◆ **DESCRIPTION OF THE TASK**: Whenever the word "JobExecutionContextBuilder" shows up in a line of the data, copy that line.

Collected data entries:
━━━━━━━━

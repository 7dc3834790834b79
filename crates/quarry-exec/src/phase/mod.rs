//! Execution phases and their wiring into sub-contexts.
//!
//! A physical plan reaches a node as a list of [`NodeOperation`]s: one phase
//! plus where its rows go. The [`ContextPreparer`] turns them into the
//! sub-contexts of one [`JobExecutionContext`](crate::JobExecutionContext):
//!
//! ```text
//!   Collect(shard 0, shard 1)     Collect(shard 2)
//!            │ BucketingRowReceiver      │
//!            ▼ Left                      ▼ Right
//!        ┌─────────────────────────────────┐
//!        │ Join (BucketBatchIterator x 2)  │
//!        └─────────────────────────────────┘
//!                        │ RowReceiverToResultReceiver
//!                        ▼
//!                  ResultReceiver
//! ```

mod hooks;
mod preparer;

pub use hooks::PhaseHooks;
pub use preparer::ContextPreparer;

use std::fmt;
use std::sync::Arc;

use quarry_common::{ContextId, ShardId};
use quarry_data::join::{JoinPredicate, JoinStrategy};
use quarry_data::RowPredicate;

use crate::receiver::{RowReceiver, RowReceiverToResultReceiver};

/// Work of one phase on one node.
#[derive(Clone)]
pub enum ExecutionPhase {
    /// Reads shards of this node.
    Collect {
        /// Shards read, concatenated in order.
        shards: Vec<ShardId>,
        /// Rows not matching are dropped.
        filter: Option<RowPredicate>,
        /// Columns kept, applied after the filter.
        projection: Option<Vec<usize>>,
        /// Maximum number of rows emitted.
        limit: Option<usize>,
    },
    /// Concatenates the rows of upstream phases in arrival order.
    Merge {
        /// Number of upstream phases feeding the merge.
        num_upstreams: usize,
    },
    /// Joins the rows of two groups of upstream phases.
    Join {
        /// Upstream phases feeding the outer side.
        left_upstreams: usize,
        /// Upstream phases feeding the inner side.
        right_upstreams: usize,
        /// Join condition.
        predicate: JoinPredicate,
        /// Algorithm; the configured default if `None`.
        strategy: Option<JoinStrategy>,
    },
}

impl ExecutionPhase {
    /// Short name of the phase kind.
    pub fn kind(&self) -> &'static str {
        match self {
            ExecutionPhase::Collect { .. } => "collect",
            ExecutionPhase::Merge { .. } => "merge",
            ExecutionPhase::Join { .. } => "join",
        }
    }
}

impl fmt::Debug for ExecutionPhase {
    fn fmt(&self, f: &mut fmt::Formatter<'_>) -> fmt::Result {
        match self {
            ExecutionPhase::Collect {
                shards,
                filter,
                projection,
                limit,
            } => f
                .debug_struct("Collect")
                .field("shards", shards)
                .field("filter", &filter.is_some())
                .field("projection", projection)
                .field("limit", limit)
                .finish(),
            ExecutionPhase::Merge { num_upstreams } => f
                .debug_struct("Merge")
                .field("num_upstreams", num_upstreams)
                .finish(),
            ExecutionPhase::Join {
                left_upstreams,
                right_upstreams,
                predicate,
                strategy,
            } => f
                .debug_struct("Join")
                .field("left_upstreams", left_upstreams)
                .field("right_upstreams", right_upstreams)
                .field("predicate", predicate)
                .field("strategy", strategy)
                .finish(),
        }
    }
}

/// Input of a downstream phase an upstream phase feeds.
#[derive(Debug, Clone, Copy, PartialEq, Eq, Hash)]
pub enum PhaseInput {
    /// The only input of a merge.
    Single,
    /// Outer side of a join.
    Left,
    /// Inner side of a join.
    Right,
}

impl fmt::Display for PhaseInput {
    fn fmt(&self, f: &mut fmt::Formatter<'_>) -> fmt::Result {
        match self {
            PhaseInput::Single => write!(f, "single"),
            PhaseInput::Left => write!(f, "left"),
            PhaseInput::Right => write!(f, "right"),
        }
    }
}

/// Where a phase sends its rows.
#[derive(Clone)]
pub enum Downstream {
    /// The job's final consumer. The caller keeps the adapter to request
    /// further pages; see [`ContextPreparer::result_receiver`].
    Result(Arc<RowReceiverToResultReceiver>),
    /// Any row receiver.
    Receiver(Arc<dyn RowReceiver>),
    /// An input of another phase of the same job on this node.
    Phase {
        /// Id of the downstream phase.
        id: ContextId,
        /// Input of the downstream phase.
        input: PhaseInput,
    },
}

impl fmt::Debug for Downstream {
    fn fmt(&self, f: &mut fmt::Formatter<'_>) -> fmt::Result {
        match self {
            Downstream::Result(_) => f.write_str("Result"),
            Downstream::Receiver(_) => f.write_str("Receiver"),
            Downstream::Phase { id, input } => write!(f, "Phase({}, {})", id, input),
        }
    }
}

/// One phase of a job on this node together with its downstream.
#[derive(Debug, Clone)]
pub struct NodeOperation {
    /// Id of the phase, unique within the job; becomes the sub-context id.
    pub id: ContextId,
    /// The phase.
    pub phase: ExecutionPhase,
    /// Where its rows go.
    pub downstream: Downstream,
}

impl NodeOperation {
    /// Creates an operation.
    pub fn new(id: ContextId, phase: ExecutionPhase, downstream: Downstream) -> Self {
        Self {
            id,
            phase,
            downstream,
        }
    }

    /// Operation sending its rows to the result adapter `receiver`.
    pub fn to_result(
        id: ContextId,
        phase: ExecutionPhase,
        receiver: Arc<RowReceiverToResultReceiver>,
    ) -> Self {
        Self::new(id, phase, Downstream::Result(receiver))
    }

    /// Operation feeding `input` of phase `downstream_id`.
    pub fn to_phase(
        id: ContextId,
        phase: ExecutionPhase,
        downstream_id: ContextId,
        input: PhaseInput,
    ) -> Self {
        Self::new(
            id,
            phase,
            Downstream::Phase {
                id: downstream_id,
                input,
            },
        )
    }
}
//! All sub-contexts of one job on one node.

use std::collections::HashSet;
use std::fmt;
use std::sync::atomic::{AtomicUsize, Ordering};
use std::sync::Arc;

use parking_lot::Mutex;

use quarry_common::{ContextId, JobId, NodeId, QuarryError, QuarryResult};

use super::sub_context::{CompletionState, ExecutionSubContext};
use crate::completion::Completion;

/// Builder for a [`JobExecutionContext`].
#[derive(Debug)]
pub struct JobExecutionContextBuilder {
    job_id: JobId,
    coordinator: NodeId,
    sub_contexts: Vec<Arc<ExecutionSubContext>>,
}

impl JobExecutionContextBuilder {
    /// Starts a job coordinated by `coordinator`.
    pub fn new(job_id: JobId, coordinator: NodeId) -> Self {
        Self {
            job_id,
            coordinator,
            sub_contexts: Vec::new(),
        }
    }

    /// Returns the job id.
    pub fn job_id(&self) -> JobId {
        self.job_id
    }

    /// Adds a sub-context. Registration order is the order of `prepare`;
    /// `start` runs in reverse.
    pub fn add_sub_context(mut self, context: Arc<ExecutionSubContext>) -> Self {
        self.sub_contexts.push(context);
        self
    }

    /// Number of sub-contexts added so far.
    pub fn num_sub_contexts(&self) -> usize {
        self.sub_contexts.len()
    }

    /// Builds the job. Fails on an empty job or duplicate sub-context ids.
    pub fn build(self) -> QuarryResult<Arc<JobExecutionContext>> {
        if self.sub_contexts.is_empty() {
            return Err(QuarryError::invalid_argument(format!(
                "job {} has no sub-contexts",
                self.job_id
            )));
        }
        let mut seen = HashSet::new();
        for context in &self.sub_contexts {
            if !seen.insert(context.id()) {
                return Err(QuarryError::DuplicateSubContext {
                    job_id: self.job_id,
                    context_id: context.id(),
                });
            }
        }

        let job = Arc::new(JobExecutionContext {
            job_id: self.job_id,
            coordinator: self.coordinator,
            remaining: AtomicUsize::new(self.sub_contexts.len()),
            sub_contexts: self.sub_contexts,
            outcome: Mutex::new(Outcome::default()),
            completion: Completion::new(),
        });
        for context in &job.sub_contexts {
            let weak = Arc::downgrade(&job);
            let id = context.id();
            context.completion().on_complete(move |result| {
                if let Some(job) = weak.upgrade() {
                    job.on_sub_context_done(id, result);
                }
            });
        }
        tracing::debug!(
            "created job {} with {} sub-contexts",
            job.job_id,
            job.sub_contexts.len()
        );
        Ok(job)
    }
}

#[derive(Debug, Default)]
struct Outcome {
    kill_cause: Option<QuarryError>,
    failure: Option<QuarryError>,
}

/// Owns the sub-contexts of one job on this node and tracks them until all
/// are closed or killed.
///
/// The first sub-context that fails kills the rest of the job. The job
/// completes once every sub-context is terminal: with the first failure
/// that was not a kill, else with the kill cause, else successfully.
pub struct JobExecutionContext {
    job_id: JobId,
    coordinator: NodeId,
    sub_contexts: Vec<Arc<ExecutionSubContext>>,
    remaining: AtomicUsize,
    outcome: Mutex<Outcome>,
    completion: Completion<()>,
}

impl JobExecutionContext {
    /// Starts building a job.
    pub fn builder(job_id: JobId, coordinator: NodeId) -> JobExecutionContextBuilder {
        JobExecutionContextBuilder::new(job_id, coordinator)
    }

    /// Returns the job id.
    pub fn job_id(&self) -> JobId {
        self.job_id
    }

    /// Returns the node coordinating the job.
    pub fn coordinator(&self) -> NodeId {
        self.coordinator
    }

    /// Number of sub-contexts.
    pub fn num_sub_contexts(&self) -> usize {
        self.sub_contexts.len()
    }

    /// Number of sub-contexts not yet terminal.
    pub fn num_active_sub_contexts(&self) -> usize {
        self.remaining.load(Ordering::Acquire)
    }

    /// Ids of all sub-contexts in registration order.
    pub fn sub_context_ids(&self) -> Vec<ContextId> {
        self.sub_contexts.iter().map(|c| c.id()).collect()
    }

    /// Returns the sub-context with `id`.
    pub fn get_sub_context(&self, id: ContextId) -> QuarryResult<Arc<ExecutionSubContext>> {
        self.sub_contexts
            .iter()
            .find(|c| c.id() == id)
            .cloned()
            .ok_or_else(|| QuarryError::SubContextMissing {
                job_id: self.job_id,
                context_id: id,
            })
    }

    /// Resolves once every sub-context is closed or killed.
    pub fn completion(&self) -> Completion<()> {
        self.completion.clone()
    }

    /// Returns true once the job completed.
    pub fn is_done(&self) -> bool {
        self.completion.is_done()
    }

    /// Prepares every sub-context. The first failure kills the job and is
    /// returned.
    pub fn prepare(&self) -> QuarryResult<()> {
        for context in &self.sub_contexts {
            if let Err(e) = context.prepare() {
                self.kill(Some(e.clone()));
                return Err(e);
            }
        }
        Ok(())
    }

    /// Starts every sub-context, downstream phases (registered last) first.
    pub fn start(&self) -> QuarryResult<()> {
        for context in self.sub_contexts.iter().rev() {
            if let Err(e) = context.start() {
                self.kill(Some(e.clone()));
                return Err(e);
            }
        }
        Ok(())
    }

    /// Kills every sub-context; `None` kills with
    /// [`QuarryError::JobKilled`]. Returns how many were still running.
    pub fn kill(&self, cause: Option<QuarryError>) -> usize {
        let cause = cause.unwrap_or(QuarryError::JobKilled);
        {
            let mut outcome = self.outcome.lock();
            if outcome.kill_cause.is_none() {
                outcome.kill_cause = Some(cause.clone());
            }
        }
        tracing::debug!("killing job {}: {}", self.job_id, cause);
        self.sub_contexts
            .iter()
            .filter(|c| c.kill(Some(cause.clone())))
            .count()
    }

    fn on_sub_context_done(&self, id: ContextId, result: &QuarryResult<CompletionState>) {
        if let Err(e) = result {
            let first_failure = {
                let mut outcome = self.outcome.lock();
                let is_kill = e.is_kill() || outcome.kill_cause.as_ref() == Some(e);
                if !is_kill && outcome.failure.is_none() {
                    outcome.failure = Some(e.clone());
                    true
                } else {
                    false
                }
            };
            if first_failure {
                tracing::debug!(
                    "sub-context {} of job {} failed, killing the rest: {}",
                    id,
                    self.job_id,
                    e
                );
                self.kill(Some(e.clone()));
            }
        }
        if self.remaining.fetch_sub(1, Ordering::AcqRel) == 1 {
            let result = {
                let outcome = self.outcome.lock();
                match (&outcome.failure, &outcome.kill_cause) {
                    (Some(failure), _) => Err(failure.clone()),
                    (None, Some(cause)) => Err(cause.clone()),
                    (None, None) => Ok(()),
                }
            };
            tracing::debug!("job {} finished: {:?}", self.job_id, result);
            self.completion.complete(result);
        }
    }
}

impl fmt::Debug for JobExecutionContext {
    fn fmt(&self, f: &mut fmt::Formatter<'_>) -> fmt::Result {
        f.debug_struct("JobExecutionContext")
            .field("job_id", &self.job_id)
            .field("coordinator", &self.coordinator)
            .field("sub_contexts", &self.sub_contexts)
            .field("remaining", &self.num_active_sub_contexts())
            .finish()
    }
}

━━━━━━━━

◆ **OUTPUT OF THE TASK**:
pub struct JobExecutionContextBuilder {
impl JobExecutionContextBuilder {
    pub fn builder(job_id: JobId, coordinator: NodeId) -> JobExecutionContextBuilder {
        JobExecutionContextBuilder::new(job_id, coordinator)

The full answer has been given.